Dubai National Insurance & Reinsurance (DNIR) has a track record of strong operating performance, as evidenced by a five-year (2015-2019) weighted average return on equity of 9.3%, notes AM Best.
Earnings are skewed moderately toward investment income, which accounted for over half of net income in 2019.
Nevertheless, DNIR’s underwriting results remain strong and stable, demonstrated by a five-year (2015-2019) weighted average non-life combined ratio of 85.9%, which ranged between 84.1% and 87.2% over the same period. In spite of the high levels of competition in the market, and economic uncertainty, AM Best expects DNIR to maintain its strong operating metrics through stringent underwriting controls and prudent risk selection.
The international credit rating agency has affirmed the Financial Strength Rating of B++ (Good) and the Long-Term Issuer Credit Rating (Long-Term ICR) of “bbb+” of DNIR. The outlook of these credit ratings is positive.
AM Best says that the ratings reflect DNIR’s balance sheet strength, which the rating agency categorises as very strong.

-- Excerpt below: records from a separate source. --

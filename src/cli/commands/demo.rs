use std::path::PathBuf;
use std::sync::{Arc, Mutex};
use std::time::Duration;

use anyhow::{Context, Result};
use serde::Serialize;
use tokio::sync::watch;
use tracing::{info, warn};

use crate::barcode::LotNumberScanner;
use crate::capture::session::{CaptureSession, SessionReport};
use crate::capture::simulated::SimulatedCamera;
use crate::capture::state_machine::CaptureView;
use crate::capture::types::{BarcodeScan, Phase, StepOutcome, Symbology};
use crate::checksum;
use crate::cli::commands::Command;
use crate::config::CaptureGuideConfig;
use crate::kit;
use crate::paths::PathSubstitutions;
use crate::photos::{PhotoLog, PhotoLogSink};

/// Extra wait on top of the QR step's own timings before giving up on a scan
const SCAN_SLACK: Duration = Duration::from_secs(2);

/// Everything a demo run produced
#[derive(Debug, Clone, Serialize)]
pub struct DemoOutcome {
    pub report: SessionReport,
    pub lot_number: Option<String>,
    pub photos: PhotoLog,
}

pub struct DemoCommand {
    pub config: CaptureGuideConfig,
    pub payload: Option<String>,
    pub output_dir: Option<PathBuf>,
    pub json: bool,
}

impl DemoCommand {
    pub fn new(config: CaptureGuideConfig) -> Self {
        Self {
            config,
            payload: None,
            output_dir: None,
            json: false,
        }
    }

    pub fn with_payload(mut self, payload: Option<String>) -> Self {
        self.payload = payload;
        self
    }

    pub fn with_output_dir(mut self, output_dir: Option<PathBuf>) -> Self {
        self.output_dir = output_dir;
        self
    }

    pub fn with_json(mut self, json: bool) -> Self {
        self.json = json;
        self
    }

    /// A kit payload whose lot number carries a valid check digit
    pub fn sample_payload() -> String {
        format!("KIT,{},2021-07", checksum::append_check_digit("LOT-2021-07"))
    }

    /// Drive the kit workflow the way a user would: scan, then photograph
    pub async fn run(&self) -> Result<DemoOutcome> {
        let demo = &self.config.demo;
        let timings = self.config.timings.to_timings();
        let output_dir = self
            .output_dir
            .clone()
            .unwrap_or_else(|| PathBuf::from(&demo.output_dir));
        let payload = self.payload.clone().unwrap_or_else(Self::sample_payload);
        let grace = Duration::from_millis(demo.qr_grace_ms);

        let scanner = LotNumberScanner::new();
        let lot_slot = scanner.slot();
        let log = Arc::new(Mutex::new(PhotoLog::new()));
        let sink = Arc::new(PhotoLogSink::new(
            Arc::clone(&log),
            Arc::clone(&lot_slot),
            PathSubstitutions::new().with(output_dir.to_string_lossy(), "CacheDir"),
        ));
        let camera = Arc::new(
            SimulatedCamera::new(&output_dir)
                .with_shot_latency(Duration::from_millis(demo.shot_latency_ms))
                .with_emulated(demo.emulated),
        );

        let steps = kit::kit_steps(scanner, sink, grace)?;
        let (session, handle) = CaptureSession::builder(steps)
            .camera(camera)
            .timings(timings)
            .build()?;
        info!(session.id = %handle.session_id(), "Starting demo session");
        let runner = tokio::spawn(session.run());
        let mut view = handle.watch();

        handle.camera_ready();
        handle.scan(BarcodeScan::new(Symbology::Qr, payload.as_str()));

        let scan_window = timings.entry_fade
            + grace
            + timings.success_animation
            + timings.success_hold
            + timings.exit_fade
            + timings.entry_fade
            + SCAN_SLACK;
        let on_photo_step = |v: &CaptureView| v.step_index == 1 && v.phase == Phase::Active;
        if tokio::time::timeout(scan_window, wait_for(&mut view, on_photo_step))
            .await
            .is_err()
        {
            warn!(payload = %payload, "Kit code rejected, skipping the QR step");
            handle.skip();
            wait_for(&mut view, on_photo_step).await?;
        }

        handle.capture();
        let report = runner.await.context("Capture session task failed")?;
        drop(handle);

        let lot_number = match lot_slot.lock() {
            Ok(guard) => guard.clone(),
            Err(poisoned) => poisoned.into_inner().clone(),
        };
        let photos = match log.lock() {
            Ok(guard) => guard.clone(),
            Err(poisoned) => poisoned.into_inner().clone(),
        };
        Ok(DemoOutcome {
            report,
            lot_number,
            photos,
        })
    }
}

async fn wait_for(
    view: &mut watch::Receiver<CaptureView>,
    ready: impl Fn(&CaptureView) -> bool,
) -> Result<()> {
    view.wait_for(|v| ready(v))
        .await
        .map(|_| ())
        .context("Capture session ended early")
}

impl Command for DemoCommand {
    async fn execute(&self) -> Result<()> {
        let outcome = self.run().await?;

        if self.json {
            println!("{}", serde_json::to_string_pretty(&outcome)?);
            return Ok(());
        }

        println!("📷 CAPTURE GUIDE DEMO");
        println!("=====================");
        println!("Session: {}", outcome.report.session_id);
        println!();
        for record in &outcome.report.records {
            match &record.outcome {
                StepOutcome::Scanned { payload } => println!(
                    "✅ {} scanned: {}",
                    record.step_id,
                    payload.as_deref().unwrap_or("-")
                ),
                StepOutcome::Captured { image } => {
                    println!("✅ {} captured: {}", record.step_id, image)
                }
                StepOutcome::Skipped => println!("⏭️  {} skipped", record.step_id),
            }
        }
        println!();
        match &outcome.lot_number {
            Some(lot) => println!("🏷️  Lot number: {lot}"),
            None => println!("🏷️  Lot number: none"),
        }
        for item in outcome.photos.items() {
            println!("🖼️  {}", item.photo_file_path);
        }
        println!(
            "⏱️  {} phase transitions, outcome: {:?}",
            outcome.report.history.len(),
            outcome.report.outcome
        );
        Ok(())
    }
}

The positive outlooks reflect the expectation that DNIR’s balance sheet will strengthen over the medium term. In particular, AM Best expects risk-adjusted capitalisation to improve and to be maintained at a more robust level.
DNIR’s balance sheet strength assessment is underpinned by risk-adjusted capitalisation at the strongest level, as measured by Best’s Capital Adequacy Ratio (BCAR), benefiting from low underwriting leverage. Although a dividend payment of AED87m in the first half of 2019 and unrealised losses of AED91m from the company’s equity portfolio during the first nine months of 2020 have significantly reduced the company’s available capital, BCAR scores are projected to recover in 2020 following the significant reduction of asset risk.
Offsetting factors to the assessment include DNIR’s exposure to higher-risk asset classes and concentration in a small number of equity holdings, which expose the company's capital position to potential volatility. The ratings also consider the low economic and financial system risk and moderate political risk in the UAE.
DNIR’s business profile as a mid-tier domestic insurer in the UAE is unlikely to change over the near term, as the company focuses on underwriting profitability in an increasingly competitive market. While DNIR has been successful in its current strategy to deliver strong financial metrics, the company will be challenged to broaden its distribution platforms and operating segments to find profitable growth opportunities, says AM Best.